Blog 7: Oxford Guides and BF Chapter 4
Summary
The "Tutoring Is / Isn't" chapter of the Oxford Guide discusses how tutoring is motivational and acts like scaffolding. Motivation is necessary in tutoring and writing center work because it's important for writers to take interest and be engaged in their writing. When they are interested and engaged, it shows in their writing. The chapter recommends strategies that tutors can use to get writers motivated, including taking an interest themselves and offering support/advice as a read. Tutoring also works as scaffolding. A more experienced writer will help a less experienced writer work they're way from certain tasks, much like how scaffolding helps a support a building as it goes up. Strategies for scaffolding tutoring include asking the writer what the agenda should be and analyzing the writing. Other strategies for motivational and scaffolding tutoring that is mentioned is metacommentary, which is commentary about commentary and a way to reflect on the writing. Also, point-predict method, which allows the tutor to stop when reading to reflect on what has gone right so far and predict what may come next.
Chapter 4 of the Bedford Guide discusses how to work with different types of writers. Everyone learns differently and there is no universal or default way to teach a student in the writing center. First, the chapter goes through various methods of teaching strategies -- visual, auditory, and kinesthetic. Next, the chapter goes through different types of writers and how a tutor must go about working with them. For example, anxious writers need a supportive ally, writers with only basic skills need patient and respectful tutor, multilingual writers need a tutor who is sympathetic to any possible language barrier, and so on. In addition, tutors may have to work with writers who have mental or physical disabilities, and must be sympathetic towards that. Lastly, a writer who may be older than the average college student, and tutors must be sensitive of their time, life experience, and goals.

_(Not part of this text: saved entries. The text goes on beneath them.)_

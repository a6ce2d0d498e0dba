use std::collections::HashMap;

use log::{info, warn};
use macroquad::prelude::*;
use serde::Deserialize;
use thiserror::Error;

use crate::helpers::aabb_intersect;
use crate::room::{Direction, Door, Obstacle};

pub const DEFAULT_MAP_WIDTH: usize = 20;
pub const DEFAULT_MAP_HEIGHT: usize = 12;
pub const DEFAULT_TILE_SIZE: f32 = 64.0;
/// Base-layer tile id that stays walkable.
pub const FLOOR_TILE: u32 = 12;
const GID_FLAGS_MASK: u32 = 0x1FFF_FFFF;
const DOOR_EDGE_THRESHOLD: f32 = 50.0;
const DEFAULT_DOOR_OBJECT_SIZE: Vec2 = Vec2::new(64.0, 20.0);
/// Largest grid a room map may declare.
pub const MAX_MAP_CELLS: usize = 1 << 20;

#[derive(Debug, Error)]
pub enum MapError {
    #[error("malformed map document: {0}")]
    Json(#[from] serde_json::Error),
    #[error("failed to load {path}: {message}")]
    File { path: String, message: String },
    #[error("invalid map dimensions {width}x{height} with tile size {tile_size}")]
    InvalidDimensions {
        width: usize,
        height: usize,
        tile_size: f32,
    },
}

#[derive(Clone, Debug, Deserialize)]
pub struct TiledMap {
    #[serde(default)]
    pub width: usize,
    #[serde(default)]
    pub height: usize,
    #[serde(default)]
    pub tilewidth: f32,
    pub layers: Vec<TiledLayer>,
    #[serde(default)]
    pub tilesets: Vec<TilesetRef>,
}

impl TiledMap {
    /// `source` paths of tilesets that live in their own files.
    pub fn external_tileset_sources(&self) -> impl Iterator<Item = &str> {
        self.tilesets.iter().filter_map(|t| t.source.as_deref())
    }
}

#[derive(Clone, Debug, Deserialize)]
#[serde(tag = "type")]
pub enum TiledLayer {
    #[serde(rename = "tilelayer")]
    Tiles(TileLayerData),
    #[serde(rename = "objectgroup")]
    Objects(ObjectGroupData),
    #[serde(other)]
    Other,
}

#[derive(Clone, Debug, Deserialize)]
pub struct TileLayerData {
    #[serde(default)]
    pub name: String,
    #[serde(default)]
    pub data: Vec<u32>,
    #[serde(default)]
    pub offsetx: f32,
    #[serde(default)]
    pub offsety: f32,
}

#[derive(Clone, Debug, Deserialize)]
pub struct ObjectGroupData {
    #[serde(default)]
    pub name: String,
    #[serde(default)]
    pub objects: Vec<TiledObject>,
}

#[derive(Clone, Debug, Default, Deserialize)]
pub struct TiledObject {
    #[serde(default)]
    pub name: String,
    #[serde(default)]
    pub x: f32,
    #[serde(default)]
    pub y: f32,
    #[serde(default)]
    pub width: f32,
    #[serde(default)]
    pub height: f32,
    #[serde(default)]
    pub properties: Vec<TiledProperty>,
}

#[derive(Clone, Debug, Deserialize)]
pub struct TiledProperty {
    pub name: String,
    #[serde(default)]
    pub value: serde_json::Value,
}

#[derive(Clone, Debug, Deserialize)]
pub struct TilesetRef {
    pub firstgid: u32,
    #[serde(default)]
    pub source: Option<String>,
    #[serde(flatten)]
    pub inline: TilesetDef,
}

/// Tileset body, either embedded in the map or loaded from a `.tsj`/`.json` file.
#[derive(Clone, Debug, Default, Deserialize)]
pub struct TilesetDef {
    #[serde(default)]
    pub name: String,
    #[serde(default)]
    pub tilewidth: f32,
    #[serde(default)]
    pub tileheight: f32,
    #[serde(default)]
    pub columns: u32,
    #[serde(default)]
    pub tiles: Vec<TileDef>,
}

#[derive(Clone, Debug, Deserialize)]
pub struct TileDef {
    pub id: u32,
    #[serde(default)]
    pub objectgroup: Option<TileCollision>,
    #[serde(default)]
    pub animation: Vec<AnimationFrame>,
}

#[derive(Clone, Debug, Default, Deserialize)]
pub struct TileCollision {
    #[serde(default)]
    pub objects: Vec<CollisionShape>,
}

/// Collision shape relative to the tile's top-left corner.
#[derive(Clone, Copy, Debug, PartialEq, Deserialize)]
pub struct CollisionShape {
    #[serde(default)]
    pub x: f32,
    #[serde(default)]
    pub y: f32,
    #[serde(default)]
    pub width: f32,
    #[serde(default)]
    pub height: f32,
    #[serde(default)]
    pub ellipse: bool,
}

#[derive(Clone, Copy, Debug, PartialEq, Eq, Deserialize)]
pub struct AnimationFrame {
    pub tileid: u32,
    #[serde(default = "default_frame_duration")]
    pub duration: u32,
}

fn default_frame_duration() -> u32 {
    100
}

/// Tile id showing `elapsed_ms` into a looping animation.
pub fn animated_tile_id(frames: &[AnimationFrame], elapsed_ms: u64) -> Option<u32> {
    let total: u64 = frames.iter().map(|f| f.duration as u64).sum();
    if total == 0 {
        return frames.first().map(|f| f.tileid);
    }
    let mut t = elapsed_ms % total;
    for frame in frames {
        if t < frame.duration as u64 {
            return Some(frame.tileid);
        }
        t -= frame.duration as u64;
    }
    None
}

pub fn parse_map(json: &str) -> Result<TiledMap, MapError> {
    Ok(serde_json::from_str(json)?)
}

pub fn parse_tileset(json: &str) -> Result<TilesetDef, MapError> {
    Ok(serde_json::from_str(json)?)
}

The "Identity and Tutoring Strategies" chapter of Oxford Guide talks about how identity can affecting tutoring. This includes the identities of the writer and the tutor may have in common, and what strategies a tutor can use in relation to identity. These strategies help to make tutoring accessible and useful to all kinds of students, such as getting acquainted, acknowledging non-verbal cues, asking the writer how they wants to work and what they want to work on, analyzing the assignment, etc. These would be especially helpful for alternative types of students, such as multilingual students, multicultural students, students with learning disabilities, and so on. Coming across student writers with different identities is inevitable, so tutors have to be prepared for and aware of them because there is no one way to write or learn.
Comment
The strategy for scaffolding tutoring about letting the writer set the agenda in the tutoring session reminded me of Lunsford essay about the power balance between the tutor/teacher and student. In scaffolding tutoring letting the writer set the agenda lets the student become in charge of what gets done according to what they believe they need help with. As Lunsford describes this, this is a way of letting the student have the power, which makes them more comfortable as opposed to the tutor being in charge and having the power.
Question
The Oxford Guide talked a lot about how tutors can help writers become and stay motivated and how it's important they be interested and engaged in their writing, but how do writing center tutors stay motivated themselves? How do tutors stay interested and engaged?